When you leverage the help of a 3PL like ShipBob, they’ll pack and ship orders, manage your inventory, and even handle customer returns, giving you more time for the daily demands of your growing business. The extra expense of outsourcing will be offset by the time saved, as well as discounted volume shipping rates and faster shipment times.

3 factors to consider when choosing your fulfillment strategy

Every business is different and will have its own unique set of requirements and limitations. There are three main factors to consider when deciding between outsourcing fulfillment or keeping it in house: the products you sell, your business size, and your business (and customers’) location.

1. Your SMB’s products

The type of product you sell, as well as how you package it, will affect your decision of whether to choose outsourced fulfillment or an in-house warehouse and fulfillment center. Here are some questions to consider:

Type of product and packaging

Is your product packaging relatively complex? Are your products custom-made or very fragile?
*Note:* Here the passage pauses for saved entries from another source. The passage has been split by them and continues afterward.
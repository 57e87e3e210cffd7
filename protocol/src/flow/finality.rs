//! Notarisation and distribution.
//!
//! Once the notary accepts, the transaction is final. Recording it locally
//! and distributing it to the other participants happen after that point,
//! so their failures are collected as [`PostCommitException`]s rather than
//! returned as errors. A local vault failure does not stop distribution:
//! the counterparty still records a transaction that is already final.

use tracing::{info, warn};
use uuid::Uuid;

use super::error::{FlowError, PostCommitException};
use super::events::FlowStep;
use super::{within, NodeServices};
use crate::identity::NodeName;
use crate::network::{SessionId, SessionMessage, SessionReply};
use crate::notary::NotarisationRequest;
use crate::storage::RecordRole;
use crate::transaction::{FinalizedTransaction, SignedTransaction};

/// A committed transaction and whatever went wrong distributing it.
#[derive(Debug, Clone)]
pub struct Finality {
    pub finalized: FinalizedTransaction,
    pub exceptions: Vec<PostCommitException>,
}

pub struct FinalityBroadcaster<'a> {
    services: &'a NodeServices,
    flow_id: Uuid,
}

impl<'a> FinalityBroadcaster<'a> {
    pub fn new(services: &'a NodeServices, flow_id: Uuid) -> Self {
        Self { services, flow_id }
    }

    /// Notarise `signed`, record it here, then send it to every node in
    /// `participants` other than this one.
    pub async fn finalize(
        &self,
        signed: SignedTransaction,
        session: SessionId,
        participants: &[NodeName],
    ) -> Result<Finality, FlowError> {
        let missing = signed.missing_signers();
        if !missing.is_empty() {
            return Err(FlowError::IncompleteSignatures {
                missing: missing.iter().map(|k| k.to_hex()).collect(),
            });
        }

        self.services.emit(self.flow_id, FlowStep::Notarising);
        let request = NotarisationRequest {
            transaction: signed.clone(),
            requested_by: self.services.name().clone(),
        };
        let after = self.services.config.notary_timeout();
        let receipt = within("notarisation", after, self.services.notary.commit(request)).await??;

        let finalized = FinalizedTransaction {
            signed,
            receipt,
        };
        if let Err(e) = finalized.verify() {
            // The notary committed something we cannot verify. Nothing is
            // recorded; the commit itself cannot be undone from here.
            return Err(FlowError::Protocol(format!("notary receipt rejected: {e}")));
        }

        let mut exceptions = Vec::new();
        match self
            .services
            .vault
            .record_finalized(&finalized, RecordRole::Participant)
        {
            Ok(()) => info!(
                tx_id = %finalized.id(),
                notary = %finalized.receipt.notary.name,
                "transaction finalized"
            ),
            Err(e) => {
                warn!(tx_id = %finalized.id(), error = %e, "committed transaction not recorded locally");
                exceptions.push(PostCommitException::LocalRecord {
                    reason: e.to_string(),
                });
            }
        }

        self.services.emit(self.flow_id, FlowStep::Distributing);
        let mut sent_to: Vec<&NodeName> = Vec::new();
        for node in participants {
            if node == self.services.name() || sent_to.contains(&node) {
                continue;
            }
            sent_to.push(node);
            if let Err(reason) = self.distribute(&finalized, session, node).await {
                warn!(tx_id = %finalized.id(), %node, %reason, "distribution failed");
                exceptions.push(PostCommitException::Distribution {
                    node: node.clone(),
                    reason,
                });
            }
        }

        Ok(Finality {
            finalized,
            exceptions,
        })
    }

    async fn distribute(
        &self,
        finalized: &FinalizedTransaction,
        session: SessionId,
        node: &NodeName,
    ) -> Result<(), String> {
        let message = SessionMessage::Finality {
            session,
            finalized: finalized.clone(),
        };
        let after = self.services.config.delivery_timeout();
        match within("distribution", after, self.services.transport.send(node, message)).await {
            Ok(Ok(SessionReply::Ack)) => Ok(()),
            Ok(Ok(SessionReply::Rejected { reason })) => Err(format!("rejected: {reason}")),
            Ok(Ok(SessionReply::Error { message })) => Err(message),
            Ok(Ok(other)) => Err(format!("unexpected reply {other:?}")),
            Ok(Err(e)) => Err(e.to_string()),
            Err(e) => Err(e.to_string()),
        }
    }
}

#[cfg(test)]
mod tests {
    use super::*;
    use crate::config::FlowConfig;
    use crate::crypto::keys::ConcordKeypair;
    use crate::identity::{
        AccountDirectory, InMemoryKeyManager, KeyManagementService, NodeIdentity, PseudonymousIdentity,
    };
    use crate::network::InMemoryNetwork;
    use crate::notary::{OrderingService, UniquenessNotary};
    use crate::storage::{DbError, DbResult, RecordStore, StoredRecord};
    use crate::transaction::{
        OriginAttestation, SignatureSet, StructuralVerifier, TransactionSignature, TransitionBuilder,
    };
    use std::sync::Arc;
    use tokio::sync::broadcast;

    /// Reads find nothing, writes always fail.
    struct FailingVault;

    impl RecordStore for FailingVault {
        fn query_by_account(&self, _account: &Uuid) -> DbResult<Vec<StoredRecord>> {
            Ok(Vec::new())
        }

        fn record_finalized(&self, _tx: &FinalizedTransaction, _role: RecordRole) -> DbResult<()> {
            Err(DbError::Serialization("disk full".into()))
        }

        fn get_record(&self, _linear_id: &Uuid) -> DbResult<Option<StoredRecord>> {
            Ok(None)
        }

        fn get_transaction(&self, _tx_id: &str) -> DbResult<Option<FinalizedTransaction>> {
            Ok(None)
        }

        fn mark_consumed(&self, linear_id: &Uuid, _by_tx: &str) -> DbResult<()> {
            Err(DbError::NotFound(linear_id.to_string()))
        }

        fn all_records(&self) -> DbResult<Vec<StoredRecord>> {
            Ok(Vec::new())
        }

        fn transaction_count(&self) -> usize {
            0
        }
    }

    #[tokio::test]
    async fn local_vault_failure_is_reported_and_distribution_continues() {
        let network = InMemoryNetwork::new();
        let identity_key = ConcordKeypair::generate();
        let local = NodeIdentity {
            name: NodeName::from("O=PartyA"),
            owning_key: identity_key.public_key(),
        };
        let _local_inbox = network.register(local.clone());
        let peer = NodeName::from("O=PartyB");
        let mut peer_inbox = network.register(NodeIdentity {
            name: peer.clone(),
            owning_key: ConcordKeypair::generate().public_key(),
        });

        let kms = Arc::new(InMemoryKeyManager::new(identity_key));
        let notary = Arc::new(
            UniquenessNotary::open_temporary(NodeName::from("O=Notary"), ConcordKeypair::generate())
                .unwrap(),
        );
        let (events, _) = broadcast::channel(16);
        let services = NodeServices {
            identity: local.clone(),
            kms: kms.clone(),
            directory: Arc::new(AccountDirectory::new()),
            vault: Arc::new(FailingVault),
            notary: notary.clone(),
            transport: Arc::new(network.handle(local.name.clone())),
            verifier: Arc::new(StructuralVerifier),
            config: FlowConfig::with_notary("O=Notary"),
            events,
        };

        let pseudonym = |account: Uuid| PseudonymousIdentity {
            account_id: account,
            owning_key: kms.fresh_key(account),
            host: local.name.clone(),
        };
        let proposal = TransitionBuilder::new(notary.identity())
            .source(pseudonym(Uuid::new_v4()))
            .target(pseudonym(Uuid::new_v4()))
            .assemble()
            .unwrap();
        let mut signatures = SignatureSet::new();
        for key in proposal.command.signers.clone() {
            let sig = TransactionSignature::create(&proposal, &key, kms.as_ref()).unwrap();
            signatures.merge(&proposal, sig).unwrap();
        }
        let attestation = OriginAttestation::create(&proposal, local.clone(), kms.as_ref()).unwrap();
        let signed = SignedTransaction {
            proposal,
            signatures,
            attestation,
        };

        let counterparty = tokio::spawn(async move {
            let envelope = peer_inbox.recv().await.unwrap();
            let got_finality = matches!(envelope.message, SessionMessage::Finality { .. });
            envelope.respond(SessionReply::Ack);
            got_finality
        });

        let finality = FinalityBroadcaster::new(&services, Uuid::new_v4())
            .finalize(signed, Uuid::new_v4(), &[peer])
            .await
            .unwrap();

        assert!(counterparty.await.unwrap());
        assert_eq!(notary.committed_count(), 1);
        assert_eq!(finality.exceptions.len(), 1);
        assert!(matches!(
            finality.exceptions[0],
            PostCommitException::LocalRecord { .. }
        ));
    }
}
If the answer to either of these questions is yes, you may want to consider fulfilling orders in-house.
Most third-party logistics providers are unlikely to be able to handle high levels of customization. Having the ability to package fragile or custom items yourself will give you the reassurance that the order is correct and that your customers will receive exactly what they expect.
On the other hand, if your product uses basic packaging without extra customization, or if products can be packaged quickly in large quantities, it may be more cost-efficient to choose to outsource to a 3PL.

2. Business size and order volume

If your business has a low order volume, the most logical and cost-efficient option is to keep your fulfillment on site, rather than outsourcing.
However, if you’re expecting an increase in order volume, outsourcing fulfillment is a better bet for scaling your business. Just make sure your 3PL is large and advanced enough to accommodate your expected growth.

3. The location of your business

Your location plays an important role in your business fulfillment strategy. Because customers are living in an Amazon-dominated shopping culture, they expect to receive their products as quickly as possible — many will even cancel orders if the shipping takes too long. To ensure that your business can meet these expectations and remain consistent with competitors, consider fulfilling your orders from warehouses closer to your customers to limit the number of shipping zones your typical product will travel. This can decrease both shipping times and costs, which will keep your customers satisfied.

Should you invest in a warehouse or outsource fulfillment?

Whether you’re considering opening your own warehouse or outsourcing fulfillment to a 3PL, unprecedented growth requires an updated fulfillment strategy.
Managing your own warehouse means you’ll have complete control over your inventory and operations. This means you decide how to store, package, and ship your products to customers, as well as how to operate your team and facilities.
If you choose in-house fulfillment for your growing business, start with a carefully researched strategy. Create a scalable budget for investing in the warehouse infrastructure, including staffing, security, and purchasing of all equipment and supplies.
When you outsource your fulfillment, you can reduce your shipping and operational costs. This means quicker delivery times, which translates to happier customers. Partnering with a 3PL like ShipBob also gives you better inventory management, so you can focus on selling your product. With so many benefits to outsourcing, the decision for your business can be an easy one.